O ministro Alexandre de Moraes, do Supremo Tribunal Federal (STF), negou o pedido do presidente do PL, Valdemar Costa Neto, para visitar o ex-presidente Jair Bolsonaro. A decisão impede o encontro em meio ao avanço das investigações sobre a suposta trama golpista que teria como objetivo manter Bolsonaro no poder após as eleições de 2022.
A proibição, segundo Moraes, está alinhada com as medidas cautelares já impostas a Bolsonaro, que o impedem de manter contato com outros investigados e autoridades estrangeiras. Essa restrição visa garantir a integridade das apurações em andamento, evitando possíveis interferências ou articulações.
“Em decisão de 4/8/2025, mantive, dentre as medidas cautelares em relação a Jair Messias Bolsonaro a proibição de manter contatos com […] os demais réus e investigados”, justificou Moraes em sua decisão, ressaltando a necessidade de manter o isolamento entre os envolvidos na investigação. A decisão de Moraes impede o contato direto e indireto, mesmo através de terceiros.
A decisão de Moraes surge no contexto da reabertura das investigações sobre a trama golpista, aprovada pelo STF. O caso ganhou novo impulso após a condenação de membros do Núcleo 4, acusados de disseminar informações falsas sobre as urnas eletrônicas, incluindo Carlos Cesar Moretzsohn Rocha, ex-presidente do Instituto Voto Legal (IVL).

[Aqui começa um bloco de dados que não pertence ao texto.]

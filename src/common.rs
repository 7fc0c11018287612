// src/common.rs
//
// common imports, type aliases, and other globals (avoids circular imports)

// ━━━━━━━━━━━━━━━━━━━━━━━━━━━━━━━━━━━━━━━━━━━━━━━━━━━━━━━━━━━━━━━━━━━━━━━━━━━━━━━━━━━━━━━━━━━━━━━━━
// file-handling
// ━━━━━━━━━━━━━━━━━━━━━━━━━━━━━━━━━━━━━━━━━━━━━━━━━━━━━━━━━━━━━━━━━━━━━━━━━━━━━━━━━━━━━━━━━━━━━━━━━

pub use std::path::Path;

/// `F`ake `Path` or `F`ile `Path`
pub type FPath = String;

/// General purpose counting type
pub type Count = usize;

// ━━━━━━━━━━━━━━━━━━━━━━━━━━━━━━━━━━━━━━━━━━━━━━━━━━━━━━━━━━━━━━━━━━━━━━━━━━━━━━━━━━━━━━━━━━━━━━━━━
// Lines
// ━━━━━━━━━━━━━━━━━━━━━━━━━━━━━━━━━━━━━━━━━━━━━━━━━━━━━━━━━━━━━━━━━━━━━━━━━━━━━━━━━━━━━━━━━━━━━━━━━

/// 1-based count of physical lines visited, counting back from the last
/// physical line of a file.
pub type LineIndex = usize;

/// 0-based position of a physical line, counting from the first physical line
/// of a file.
pub type LineNumber = usize;

/// Carriage return as char
#[allow(non_upper_case_globals)]
pub const CRc: char = '\r';

// ━━━━━━━━━━━━━━━━━━━━━━━━━━━━━━━━━━━━━━━━━━━━━━━━━━━━━━━━━━━━━━━━━━━━━━━━━━━━━━━━━━━━━━━━━━━━━━━━━
// custom Result enum for scanning functions
// ━━━━━━━━━━━━━━━━━━━━━━━━━━━━━━━━━━━━━━━━━━━━━━━━━━━━━━━━━━━━━━━━━━━━━━━━━━━━━━━━━━━━━━━━━━━━━━━━━

/// `Result` Extended
/// for log scanning functions
///
/// A missing file is not an error; it means "no data available".
#[derive(Debug, PartialEq)]
pub enum ResultScan<T, E> {
    /// Contains the success data
    Found(T),
    /// The path does not refer to an existing regular file; nothing to return
    FileNotFound,
    /// Contains the error value, something bad happened
    Err(E),
}

impl<T, E> ResultScan<T, E> {
    /// Returns `true` if the result is [`Found`].
    ///
    /// [`Found`]: ResultScan::Found
    #[inline(always)]
    pub const fn is_found(&self) -> bool {
        matches!(*self, ResultScan::Found(_))
    }

    /// Returns `true` if the result is [`FileNotFound`].
    ///
    /// [`FileNotFound`]: ResultScan::FileNotFound
    #[inline(always)]
    pub const fn is_file_not_found(&self) -> bool {
        matches!(*self, ResultScan::FileNotFound)
    }

    /// Returns `true` if the result is [`Err`].
    ///
    /// [`Err`]: ResultScan::Err
    #[inline(always)]
    pub const fn is_err(&self) -> bool {
        matches!(*self, ResultScan::Err(_))
    }

    /// Converts from `ResultScan<T, E>` to [`Option<T>`].
    ///
    /// Converts `self` into an [`Option<T>`], consuming `self`,
    /// and discarding the error, if any.
    #[inline(always)]
    pub fn ok(self) -> Option<T> {
        match self {
            ResultScan::Found(x) => Some(x),
            ResultScan::FileNotFound => None,
            ResultScan::Err(_) => None,
        }
    }

    /// Converts from `ResultScan<T, E>` to [`Option<E>`].
    #[inline(always)]
    pub fn err(self) -> Option<E> {
        match self {
            ResultScan::Found(_) => None,
            ResultScan::FileNotFound => None,
            ResultScan::Err(x) => Some(x),
        }
    }

    /// Maps a `ResultScan<T, E>` to `ResultScan<U, E>` by applying `op` to a
    /// contained [`Found`] value.
    ///
    /// [`Found`]: ResultScan::Found
    #[inline(always)]
    pub fn map<U, F>(self, op: F) -> ResultScan<U, E>
    where
        F: FnOnce(T) -> U,
    {
        match self {
            ResultScan::Found(x) => ResultScan::Found(op(x)),
            ResultScan::FileNotFound => ResultScan::FileNotFound,
            ResultScan::Err(err) => ResultScan::Err(err),
        }
    }
}

impl<T, E> std::fmt::Display for ResultScan<T, E>
where
    E: std::fmt::Display,
{
    fn fmt(&self, f: &mut std::fmt::Formatter<'_>) -> std::fmt::Result {
        match self {
            ResultScan::Found(_) => { write!(f, "ResultScan::Found") },
            ResultScan::FileNotFound => { write!(f, "ResultScan::FileNotFound") },
            ResultScan::Err(err) => { write!(f, "ResultScan::Err({})", err) },
        }
    }
}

Valdemar Costa Neto, inclusive, já foi indiciado pela Polícia Federal (PF) no inquérito sobre a trama golpista. Apesar do indiciamento, a Procuradoria-Geral da República (PGR) não o denunciou em nenhum dos quatro núcleos de acusados. A investigação busca apurar os crimes de organização criminosa e tentativa de abolição violenta do Estado Democrático de Direito.